As for the labels, yeah I would've loved something like rotted teeth or black lungs or whatever when I was making the decision to buy my first pack. There's still a bit of a social aspect, like you're at the bar and step outside and someone else is out there.. you're either going to continue to stare into nowhere or strike up a conversation that might lead to something else, but really that's about the only benefit of cancer sticks.
We have the 'disturbing' images on our cigarette packs in Canada. Thing is, it's extremely easy to ignore things that are disturbing. Hell, they've slacked off from showing diseased lungs and transitioned to human-interest blurbs about people with tracheotemies and some lady named (no shit) Barb Tarbox.
Worst case scenario, guys can always ask for a pack that warns about the dangers of smoking while pregnant, and the ladies can ask for one that warns about impotency. Yes, that actually happens, and it's always funny.
Yeah. Like, there's a reason why I don't buy fur and don't buy diamonds and don't eat meat, and while I don't need a person outside protesting fur and showing me pictures of skinned foxes or dead bodies in Congo or mutilated cows as I'm on my lunch break, I appreciate the reminder. OK, no more dead animals or blood diamonds, thumbs up guys. With you 100%. But when I was a heavy smoker, it could say on every pack that someone took one in every one hundred smokes from the factory line and shoved it directly up their ass and like Homer Simpson, I'd say "I like those odds." So really, the labels wouldn't bother me, especially then, and I'd probably just cover it up with a sharpie because it was me and not the world being aware of what I was doing to myself. Assuming everyone's seen what they did at the end, yeah, that's the tactic.

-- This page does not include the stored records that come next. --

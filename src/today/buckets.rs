//! Bucket classification and ordering for the today view.

use chrono::{Duration, NaiveDate};

use crate::hours::Hours;
use crate::model::SubtaskDetail;

/// The three disjoint urgency groups.
#[derive(Debug, Default, Clone, PartialEq)]
pub struct TodayBuckets {
    pub overdue: Vec<SubtaskDetail>,
    pub due_today: Vec<SubtaskDetail>,
    pub upcoming: Vec<SubtaskDetail>,
}

impl TodayBuckets {
    pub fn len(&self) -> usize {
        self.overdue.len() + self.due_today.len() + self.upcoming.len()
    }

    pub fn is_empty(&self) -> bool {
        self.len() == 0
    }
}

/// Partition dated subtasks around `reference` in a single pass.
///
/// Dates before the reference are overdue, the reference date itself
/// is due today, later dates are upcoming. With a horizon, upcoming
/// items dated after `reference + days_ahead` are dropped; a horizon
/// past the calendar range behaves as unbounded. Rows without a
/// target date are skipped (the fetch already excludes them).
pub fn classify(
    items: Vec<SubtaskDetail>,
    reference: NaiveDate,
    days_ahead: Option<i64>,
) -> TodayBuckets {
    // try_days is None for spans no calendar date can express, which
    // collapses to the unbounded case below.
    let cutoff = days_ahead
        .and_then(Duration::try_days)
        .and_then(|days| reference.checked_add_signed(days));

    let mut buckets = TodayBuckets::default();
    for item in items {
        let Some(date) = item.subtask.target_date else {
            continue;
        };
        if date < reference {
            buckets.overdue.push(item);
        } else if date == reference {
            buckets.due_today.push(item);
        } else if cutoff.map_or(true, |c| date <= c) {
            buckets.upcoming.push(item);
        }
    }
    buckets
}

/// Order each bucket in place: overdue and upcoming by target date
/// then estimated hours, due-today by estimated hours alone. The
/// sorts are stable, so equal keys keep their fetch order, and the
/// hours comparison is exact integer comparison.
pub fn sort_buckets(buckets: &mut TodayBuckets) {
    buckets.overdue.sort_by_key(date_then_hours);
    buckets.upcoming.sort_by_key(date_then_hours);
    buckets.due_today.sort_by_key(|item| item.subtask.estimated_hours);
}

fn date_then_hours(item: &SubtaskDetail) -> (Option<NaiveDate>, Hours) {
    (item.subtask.target_date, item.subtask.estimated_hours)
}
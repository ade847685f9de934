//! API response types.
//!
//! Every resource is returned with its relations expanded the way the
//! frontend consumes them: activities carry their course, subtasks
//! carry their activity, logs carry the full subtask.

use chrono::{DateTime, NaiveDate, Utc};
use serde::Serialize;
use uuid::Uuid;

use crate::hours::Hours;
use crate::model::{
    ActivityDetail, ActivityType, Course, ReprogrammingLogDetail, SubtaskDetail, SubtaskStatus,
    User,
};

/// Health check response.
#[derive(Debug, Clone, Serialize)]
pub struct HealthResponse {
    pub status: String,
    pub version: String,
    pub dev_mode: bool,
    pub auth_required: bool,
}

/// Token pair returned by login.
#[derive(Debug, Clone, Serialize)]
pub struct TokenPairResponse {
    pub access: String,
    pub refresh: String,
}

/// Fresh access token returned by the refresh endpoint.
#[derive(Debug, Clone, Serialize)]
pub struct AccessTokenResponse {
    pub access: String,
}

/// Account fields returned to the owner. Never includes the password
/// hash.
#[derive(Debug, Clone, Serialize)]
pub struct UserResponse {
    pub id: Uuid,
    pub email: String,
    pub name: String,
    /// Two-decimal string, e.g. `"6.00"`
    pub daily_hours_limit: Hours,
    pub is_active: bool,
    pub date_joined: DateTime<Utc>,
}

impl From<User> for UserResponse {
    fn from(user: User) -> Self {
        Self {
            id: user.id,
            email: user.email,
            name: user.name,
            daily_hours_limit: user.daily_hours_limit,
            is_active: user.is_active,
            date_joined: user.date_joined,
        }
    }
}

#[derive(Debug, Clone, Serialize)]
pub struct CourseResponse {
    pub id: Uuid,
    pub name: String,
}

impl From<Course> for CourseResponse {
    fn from(course: Course) -> Self {
        Self {
            id: course.id,
            name: course.name,
        }
    }
}

/// Activity with its course expanded.
#[derive(Debug, Clone, Serialize)]
pub struct ActivityResponse {
    pub id: Uuid,
    pub title: String,
    pub description: Option<String>,
    pub course: Option<CourseResponse>,
    /// Owner id
    pub user: Uuid,
    pub created_at: DateTime<Utc>,
    pub event_datetime: Option<DateTime<Utc>>,
    pub deadline: Option<NaiveDate>,
    #[serde(rename = "type")]
    pub activity_type: ActivityType,
}

impl From<ActivityDetail> for ActivityResponse {
    fn from(detail: ActivityDetail) -> Self {
        Self {
            id: detail.activity.id,
            title: detail.activity.title,
            description: detail.activity.description,
            course: detail.course.map(Into::into),
            user: detail.activity.user_id,
            created_at: detail.activity.created_at,
            event_datetime: detail.activity.event_datetime,
            deadline: detail.activity.deadline,
            activity_type: detail.activity.activity_type,
        }
    }
}

/// Subtask with its activity (and that activity's course) expanded.
#[derive(Debug, Clone, Serialize)]
pub struct SubtaskResponse {
    pub id: Uuid,
    pub title: String,
    pub activity: ActivityResponse,
    /// Owner id
    pub user: Uuid,
    pub status: SubtaskStatus,
    /// Two-decimal string, e.g. `"1.50"`
    pub estimated_hours: Hours,
    pub target_date: Option<NaiveDate>,
    pub order: i64,
    pub is_conflicted: bool,
    pub execution_note: Option<String>,
}

impl From<SubtaskDetail> for SubtaskResponse {
    fn from(detail: SubtaskDetail) -> Self {
        let activity = ActivityResponse::from(ActivityDetail {
            activity: detail.activity,
            course: detail.course,
        });
        Self {
            id: detail.subtask.id,
            title: detail.subtask.title,
            activity,
            user: detail.subtask.user_id,
            status: detail.subtask.status,
            estimated_hours: detail.subtask.estimated_hours,
            target_date: detail.subtask.target_date,
            order: detail.subtask.order,
            is_conflicted: detail.subtask.is_conflicted,
            execution_note: detail.subtask.execution_note,
        }
    }
}

#[derive(Debug, Clone, Serialize)]
pub struct ReprogrammingLogResponse {
    pub id: Uuid,
    pub subtask: SubtaskResponse,
    pub previous_date: NaiveDate,
    pub new_date: NaiveDate,
    pub reason: String,
    pub created_at: DateTime<Utc>,
}

impl From<ReprogrammingLogDetail> for ReprogrammingLogResponse {
    fn from(detail: ReprogrammingLogDetail) -> Self {
        Self {
            id: detail.log.id,
            subtask: detail.subtask.into(),
            previous_date: detail.log.previous_date,
            new_date: detail.log.new_date,
            reason: detail.log.reason,
            created_at: detail.log.created_at,
        }
    }
}
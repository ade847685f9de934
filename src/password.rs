//! Password hashing for user accounts.
//!
//! Hashes are stored as `pbkdf2:<iterations>:<hex_salt>:<hex_hash>`,
//! so the work factor can be raised later without invalidating
//! existing rows (verification reads the iteration count back out of
//! the stored value).

use pbkdf2::pbkdf2_hmac;
use rand::RngCore;
use sha2::Sha256;

const ITERATIONS: u32 = 100_000;
const SALT_LEN: usize = 16;
const HASH_LEN: usize = 32;

/// Hash a password with a fresh random salt.
pub fn hash_password(password: &str) -> String {
    let mut salt = [0u8; SALT_LEN];
    rand::thread_rng().fill_bytes(&mut salt);

    let mut hash = [0u8; HASH_LEN];
    pbkdf2_hmac::<Sha256>(password.as_bytes(), &salt, ITERATIONS, &mut hash);

    format!(
        "pbkdf2:{}:{}:{}",
        ITERATIONS,
        hex::encode(salt),
        hex::encode(hash)
    )
}

/// Check a password against a stored hash. Malformed stored values
/// verify as false rather than erroring.
pub fn verify_password(password: &str, stored: &str) -> bool {
    let mut parts = stored.split(':');
    let (scheme, iterations, salt_hex, hash_hex) = match (
        parts.next(),
        parts.next(),
        parts.next(),
        parts.next(),
        parts.next(),
    ) {
        (Some(scheme), Some(iterations), Some(salt), Some(hash), None) => {
            (scheme, iterations, salt, hash)
        }
        _ => return false,
    };

    if scheme != "pbkdf2" {
        return false;
    }
    let iterations: u32 = match iterations.parse() {
        Ok(n) if n > 0 => n,
        _ => return false,
    };
    let salt = match hex::decode(salt_hex) {
        Ok(bytes) => bytes,
        Err(_) => return false,
    };
    let expected = match hex::decode(hash_hex) {
        Ok(bytes) if !bytes.is_empty() => bytes,
        _ => return false,
    };

    let mut computed = vec![0u8; expected.len()];
    pbkdf2_hmac::<Sha256>(password.as_bytes(), &salt, iterations, &mut computed);

    constant_time_eq(&computed, &expected)
}

fn constant_time_eq(a: &[u8], b: &[u8]) -> bool {
    if a.len() != b.len() {
        return false;
    }
    let mut diff: u8 = 0;
    for i in 0..a.len() {
        diff |= a[i] ^ b[i];
    }
    diff == 0
}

Get 'em hooked when they're young. To never touch the fucking stuff.
Making a strange brand will do little if anything to prevent smoking. In fact, what might actually work is to re-introduce the brandless white discount packs. Make it look as plain as possible, and maybe write "budget" or something like that as the brand name. Or better still, nothing at all, just a white pack.
A good friend of mine loves to smoke, and he'd buy a can of Prince Albert or something like that and roll them. If you haven't tried this, it's the only reasonable way to smoke, because you'll get _fresh_ tobacco with limited additives. The packs are _always_ stale, although some more than others. Plus because of the tax it's a hell of a lot cheaper. So why don't smokers flock to this in droves? No brand.
I rolled drum or bali hi tobacco throughout college, but my OCD got the best of me and found myself doing nothing but rolling cigarettes at work. It was fun too because I'd put some weed in one of them at random and never knew which, but I think I was rolling at the speed of about 200 an hour. I did the math and the brand I smoke is still cheaper (.99 US a pack), and like I said as far as I know the company itself hasn't committed any atrocities but yeah. At the time it was a lot cheaper, but now that I'm down to just a few, I think I'd wind up with a shit ton of stale tobacco on my hands, literally.
|Binro the Heretic |
When I was a kid, I used to watch cartoons with outlandish over-the-top villains who did horrible things just for the sake of pure evil.
As I got older, I thought such villains couldn't possibly exist.
And now, I don't know what to think anymore.
It's actually the reverse...real life villains are so over-the-top and outlandish that you cant use them in fiction without breaking the disbelief barrier.